Insights to improve immunotherapy
The researchers focused on the molecule PD-1, which acts as a ‘handbrake’ on the immune system, preventing overactivation of T cells. Checkpoint inhibitor therapies work by releasing this molecular ‘handbrake’ to enhance the immune system’s ability to fight cancer.
The study, which was conducted in collaboration with Rockefeller University in the USA and Kyoto University Graduate School of Medicine in Japan, examined the immune cells of patients with rare cases of genetic deficiency of PD-1, or its binding partner PD-L1, as well as animal models lacking PD-1 signalling. The researchers found that impaired or absent PD-1 activity can significantly reduce the diversity and quality of antibodies produced by memory B cells – the long-lived immune cells that ‘remember’ past infections.
“We found that people born with a deficiency in PD-1 or PD-L1 have reduced diversity in their antibodies and fewer memory B cells, which made it harder to generate high-quality antibodies against common pathogens such as viruses and bacteria,” says Dr Masato Ogishi, first author of the study, from Rockefeller University.
Professor Tangye adds: “This dampening of the generation and quality of memory B cells could explain the increased rates of infection reported in patients with cancer receiving checkpoint inhibitor therapy.”
Co-author Dr Kenji Chamoto, from Kyoto University, says, “PD-1 inhibition has a ‘yin and yang’ nature: it activates anti-tumour immunity but at the same time impedes B-cell immunity. And this duality seems to stem from a conserved mechanism of immune homeostasis.”

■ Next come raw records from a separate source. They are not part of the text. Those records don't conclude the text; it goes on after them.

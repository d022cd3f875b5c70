use brainys_render::{render, render_html, render_html_with};
use brainys_sdk::{ExportLoading, ModuleType};

const KISI_KISI: &str = r#"{"informasi_umum":{"nama_kisi_kisi":"Ulangan Harian"},"kisi_kisi":[{"nomor":1,"indikator_soal":"Siswa dapat...","no_soal":1}]}"#;

#[test]
fn document_html_contains_sections_and_buttons() {
    let html = render_html(&render(
        ModuleType::AnswerKeyBlueprint,
        KISI_KISI,
        Some("abc"),
    ));

    assert!(html.contains("Informasi Umum"), "{html}");
    assert!(html.contains("Nama Kisi-kisi"));
    assert!(html.contains("Ulangan Harian"));
    assert_eq!(html.matches("<section").count(), 2);
    assert!(html.contains("Indikator Soal"));
    assert!(html.contains("Siswa dapat..."));

    assert!(html.contains(r#"data-format="word""#));
    assert!(html.contains(r#"data-format="excel""#));
    assert!(!html.contains(r#"data-format="ppt""#));
    assert!(html.contains(r#"data-artifact-id="abc""#));
    assert!(html.contains("Export Word"));
    assert!(!html.contains("disabled"));
}

#[test]
fn in_flight_buttons_are_disabled() {
    let view = render(ModuleType::GamifiedMaterial, "{}", Some("g-1"));
    let html = render_html_with(
        &view,
        &ExportLoading {
            ppt: true,
            ..ExportLoading::default()
        },
    );

    assert!(html.contains("Export Word"));
    assert!(!html.contains("Export PPT"));
    assert!(html.contains("Loading..."));
    assert_eq!(html.matches("disabled").count(), 1);
}

#[test]
fn placeholder_and_raw_containers() {
    let html = render_html(&render(ModuleType::Syllabus, "", None));
    assert!(html.contains("output-placeholder"));
    assert!(html.contains("Belum ada hasil. Silakan isi form di samping dan klik Generate."));
    assert!(!html.contains("<button"));

    let html = render_html(&render(ModuleType::Syllabus, "not json", Some("s-1")));
    assert!(html.contains("output-raw"));
    assert!(html.contains("not json"));
    assert!(!html.contains("<button"));
}

#[test]
fn payload_text_is_escaped() {
    let html = render_html(&render(
        ModuleType::TeachingMaterial,
        r#"{"judul": "<script>alert(1)</script>"}"#,
        None,
    ));
    assert!(!html.contains("<script>"));
    assert!(html.contains("&lt;script"));

    let html = render_html(&render(ModuleType::TeachingMaterial, "<b>raw</b>", None));
    assert!(!html.contains("<b>"));
}

#[test]
fn multiple_choice_html_shows_numbers_and_options() {
    let html = render_html(&render(
        ModuleType::ExerciseSet,
        r#"{"soal_pilihan_ganda":[{"question":"2 + 2 = ?","options":{"a":"3","b":"4"}}]}"#,
        None,
    ));

    assert!(html.contains("1."), "{html}");
    assert!(html.contains("2 + 2 = ?"));
    assert!(html.contains("a. "));
    assert!(html.contains("b. "));
    assert!(!html.contains("Question"));
    assert!(!html.contains("Options"));
}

New recommendation for clinicians
The researchers say the findings highlight the need for clinicians to monitor B cell function in patients receiving checkpoint inhibitors and point to preventative interventions for those at higher risk of infections.
Co-senior author Dr Stéphanie Boisson-Dupuis, from Rockefeller University, says, “Although PD-1 inhibitors have greatly improved cancer care, our findings indicate that clinicians need to be aware of the potential trade-off between enhanced anti-tumour immunity and impaired antibody-mediated immunity.”
“One potential preventative solution is immunoglobulin replacement therapy (IgRT), an existing treatment used to replace missing antibodies in patients with immunodeficiencies, which could be considered as a preventative measure for cancer patients at higher risk of infections,” she says.
From rare cases to insights to benefit all
“Studying cases of rare genetic conditions such as PD-1 or PD-L1 deficiency enables us to gain profound insights into how the human immune system normally works, and how our own manipulation of it can affect it. Thanks to these patients, we’ve found an avenue for fine-tuning cancer immunotherapies to maximise benefit while minimising harm,” says Professor Tangye.
Looking ahead, the researchers will explore ways to refine checkpoint inhibitor treatments to maintain their powerful anti-cancer effects while preserving the immune system’s ability to fight infections.
“This research highlights the potential for cancer, genomics and immunology research to inform one another, enabling discoveries that can benefit the broader population,” says Professor Tangye.
Professor Stuart Tangye is a Conjoint Professor at St Vincent’s Clinical School, Faculty of Medicine and Health, UNSW Sydney.